* Work to complete *
Check every line of the entries for "nalgebra", and copy the lines that hold it.

* Data listing *

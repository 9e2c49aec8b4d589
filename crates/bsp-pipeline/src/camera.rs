//! Viewer description consumed by traversal, culling, clipping and projection.

use nalgebra::{Matrix4, Point3, Vector3};

/// A perspective camera looking down its own +z axis (left-handed camera
/// space: x right, y up, z forward).
///
/// The view plane is 2 units wide and `2 / aspect_ratio` units high; the
/// view distance is chosen so that the plane spans the horizontal field of
/// view. Treated as an immutable value for the duration of a frame.
#[derive(Debug, Clone, PartialEq)]
pub struct Camera {
    position: Point3<f32>,
    forward: Vector3<f32>,
    world_to_camera: Matrix4<f32>,
    near_z: f32,
    far_z: f32,
    /// Horizontal field of view in degrees.
    fov: f32,
    view_dist: f32,
    viewplane_width: f32,
    viewplane_height: f32,
    viewport_width: f32,
    viewport_height: f32,
    aspect_ratio: f32,
}

impl Camera {
    /// Creates a camera at `position` looking at `target`.
    ///
    /// `fov` is the horizontal field of view in degrees.
    pub fn look_at(
        position: Point3<f32>,
        target: Point3<f32>,
        fov: f32,
        near_z: f32,
        far_z: f32,
        viewport: (u32, u32),
    ) -> Self {
        let forward = (target - position)
            .try_normalize(f32::EPSILON)
            .unwrap_or_else(Vector3::z);
        Self::looking(position, forward, fov, near_z, far_z, viewport)
    }

    /// Creates a camera at `position` looking along `direction`.
    pub fn looking(
        position: Point3<f32>,
        direction: Vector3<f32>,
        fov: f32,
        near_z: f32,
        far_z: f32,
        (width, height): (u32, u32),
    ) -> Self {
        let forward = direction
            .try_normalize(f32::EPSILON)
            .unwrap_or_else(Vector3::z);
        // Looking straight up or down leaves y unusable as the up hint
        let up = if forward.y.abs() > 0.999 {
            Vector3::z()
        } else {
            Vector3::y()
        };
        let world_to_camera = Matrix4::look_at_lh(&position, &(position + forward), &up);

        let viewport_width = width.max(1) as f32;
        let viewport_height = height.max(1) as f32;
        let aspect_ratio = viewport_width / viewport_height;
        let viewplane_width = 2.0;
        let view_dist = 0.5 * viewplane_width / (fov.to_radians() * 0.5).tan();

        Self {
            position,
            forward,
            world_to_camera,
            near_z,
            far_z,
            fov,
            view_dist,
            viewplane_width,
            viewplane_height: 2.0 / aspect_ratio,
            viewport_width,
            viewport_height,
            aspect_ratio,
        }
    }

    #[inline]
    pub fn position(&self) -> Point3<f32> {
        self.position
    }

    /// Unit viewing direction in world space.
    #[inline]
    pub fn forward(&self) -> Vector3<f32> {
        self.forward
    }

    #[inline]
    pub fn world_to_camera(&self) -> &Matrix4<f32> {
        &self.world_to_camera
    }

    #[inline]
    pub fn near_z(&self) -> f32 {
        self.near_z
    }

    #[inline]
    pub fn far_z(&self) -> f32 {
        self.far_z
    }

    /// Horizontal field of view in degrees.
    #[inline]
    pub fn fov(&self) -> f32 {
        self.fov
    }

    #[inline]
    pub fn view_dist(&self) -> f32 {
        self.view_dist
    }

    #[inline]
    pub fn viewplane_width(&self) -> f32 {
        self.viewplane_width
    }

    #[inline]
    pub fn viewplane_height(&self) -> f32 {
        self.viewplane_height
    }

    #[inline]
    pub fn viewport_width(&self) -> f32 {
        self.viewport_width
    }

    #[inline]
    pub fn viewport_height(&self) -> f32 {
        self.viewport_height
    }

    #[inline]
    pub fn aspect_ratio(&self) -> f32 {
        self.aspect_ratio
    }

    /// Slope of the left/right frustum planes: a camera-space point is
    /// inside horizontally when `|x| <= x_slope() * z`.
    #[inline]
    pub fn x_slope(&self) -> f32 {
        0.5 * self.viewplane_width / self.view_dist
    }

    /// Slope of the top/bottom frustum planes.
    #[inline]
    pub fn y_slope(&self) -> f32 {
        0.5 * self.viewplane_height / self.view_dist
    }

    /// Transforms a world-space point into camera space.
    #[inline]
    pub fn to_camera(&self, p: &Point3<f32>) -> Point3<f32> {
        self.world_to_camera.transform_point(p)
    }
}
//! Wall (quad) representation: the input geometry of the BSP tree.

use nalgebra::{Matrix4, Point2, Point3, Vector3};

use crate::triangle::{face_normal, AREA_EPSILON};
use crate::{FaceState, Rgb, ShadeMode, TextureId, Triangle, Vertex};

/// Added to a wall's id each time it is split, so fragments can be traced
/// back to the wall they came from.
pub const WALL_SPLIT_ID: u32 = 1000;

/// A planar quad standing on the ground plane.
///
/// The four vertices are ordered:
/// - `v0`: top of the leading edge start
/// - `v1`: top of the leading edge end
/// - `v2`: bottom below `v1`
/// - `v3`: bottom below `v0`
///
/// `v0 -> v1` is the leading edge that the BSP builder works with. Seen
/// from the side the normal points to, the vertices run clockwise.
#[derive(Debug, Clone, PartialEq)]
pub struct Wall {
    pub id: u32,
    pub state: FaceState,
    pub mode: ShadeMode,
    pub color: Rgb,
    pub texture: Option<TextureId>,
    vertices: [Vertex; 4],
    normal: Vector3<f32>,
    normal_length: f32,
}

impl Wall {
    /// Creates an active, flat-shaded white wall from four vertices.
    pub fn new(id: u32, vertices: [Vertex; 4]) -> Self {
        let mut wall = Self {
            id,
            state: FaceState::ACTIVE,
            mode: ShadeMode::Flat,
            color: Rgb::WHITE,
            texture: None,
            vertices,
            normal: Vector3::zeros(),
            normal_length: 0.0,
        };
        wall.recompute_normal();
        wall
    }

    /// Creates a wall from four corner points in `v0..v3` order.
    pub fn from_corners(
        id: u32,
        a: Point3<f32>,
        b: Point3<f32>,
        c: Point3<f32>,
        d: Point3<f32>,
    ) -> Self {
        Self::new(id, [a, b, c, d].map(Vertex::new))
    }

    /// Creates a vertical wall running from `start` to `end` on the (x, z)
    /// ground plane, spanning `bottom..top` in y.
    ///
    /// Texture coordinates cover the unit square: (0,0) at `v0`, (1,1) at `v2`.
    pub fn vertical(id: u32, start: Point2<f32>, end: Point2<f32>, bottom: f32, top: f32) -> Self {
        Self::new(
            id,
            [
                Vertex::at(start.x, top, start.y).with_texcoord(0.0, 0.0),
                Vertex::at(end.x, top, end.y).with_texcoord(1.0, 0.0),
                Vertex::at(end.x, bottom, end.y).with_texcoord(1.0, 1.0),
                Vertex::at(start.x, bottom, start.y).with_texcoord(0.0, 1.0),
            ],
        )
    }

    /// Copies every non-positional attribute of `self` onto new vertices.
    ///
    /// Used when a wall is split: the fragment keeps state, shading, color
    /// and texture, and gets a fresh normal for its own vertices.
    pub(crate) fn fragment(&self, id: u32, vertices: [Vertex; 4]) -> Self {
        let mut wall = Self {
            id,
            state: self.state,
            mode: self.mode,
            color: self.color,
            texture: self.texture,
            vertices,
            normal: self.normal,
            normal_length: self.normal_length,
        };
        wall.recompute_normal();
        wall
    }

    pub fn with_color(mut self, color: Rgb) -> Self {
        self.color = color;
        self
    }

    pub fn with_mode(mut self, mode: ShadeMode) -> Self {
        self.mode = mode;
        self
    }

    pub fn with_texture(mut self, texture: TextureId) -> Self {
        self.texture = Some(texture);
        self
    }

    /// Attaches `normal` to all four vertices, enabling Gouraud shading.
    pub fn with_vertex_normals(mut self, normal: Vector3<f32>) -> Self {
        for v in &mut self.vertices {
            *v = v.with_normal(normal);
        }
        self
    }

    /// Returns the four vertices in `v0..v3` order.
    #[inline]
    pub fn vertices(&self) -> &[Vertex; 4] {
        &self.vertices
    }

    /// Unnormalized normal `(v1 - v0) x (v3 - v0)`.
    #[inline]
    pub fn normal(&self) -> Vector3<f32> {
        self.normal
    }

    #[inline]
    pub fn normal_length(&self) -> f32 {
        self.normal_length
    }

    /// Unit normal, or `None` for a zero-area wall.
    pub fn unit_normal(&self) -> Option<Vector3<f32>> {
        if self.normal_length > AREA_EPSILON {
            Some(self.normal / self.normal_length)
        } else {
            None
        }
    }

    fn recompute_normal(&mut self) {
        let [a, b, _, d] = &self.vertices;
        let (n, len) = face_normal(&a.position, &b.position, &d.position);
        self.normal = n;
        self.normal_length = len;
    }

    /// Area of the (planar) quad.
    pub fn area(&self) -> f32 {
        let [a, b, c, d] = &self.vertices;
        0.5 * (c.position - a.position)
            .cross(&(d.position - b.position))
            .norm()
    }

    /// Applies `m` to every vertex and refreshes the normal.
    pub fn transform(&mut self, m: &Matrix4<f32>) {
        self.vertices = self.vertices.map(|v| v.transformed(m));
        self.recompute_normal();
    }

    /// Moves the wall by `offset`.
    pub fn translate(&mut self, offset: &Vector3<f32>) {
        for v in &mut self.vertices {
            v.position += offset;
        }
    }

    /// Splits the quad into its two triangles, `{v0, v1, v3}` and
    /// `{v1, v2, v3}`, both carrying the wall's attributes and id.
    pub fn to_triangles(&self) -> [Triangle; 2] {
        let [v0, v1, v2, v3] = self.vertices;
        [[v0, v1, v3], [v1, v2, v3]].map(|verts| {
            let mut tri = Triangle::new(verts)
                .with_mode(self.mode)
                .with_color(self.color)
                .with_tag(self.id);
            tri.state = self.state;
            tri.texture = self.texture;
            tri
        })
    }
}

* Task solution *
use nalgebra::{Matrix4, Point3, Vector3};
use nalgebra::{Matrix4, Point2, Point3, Vector3};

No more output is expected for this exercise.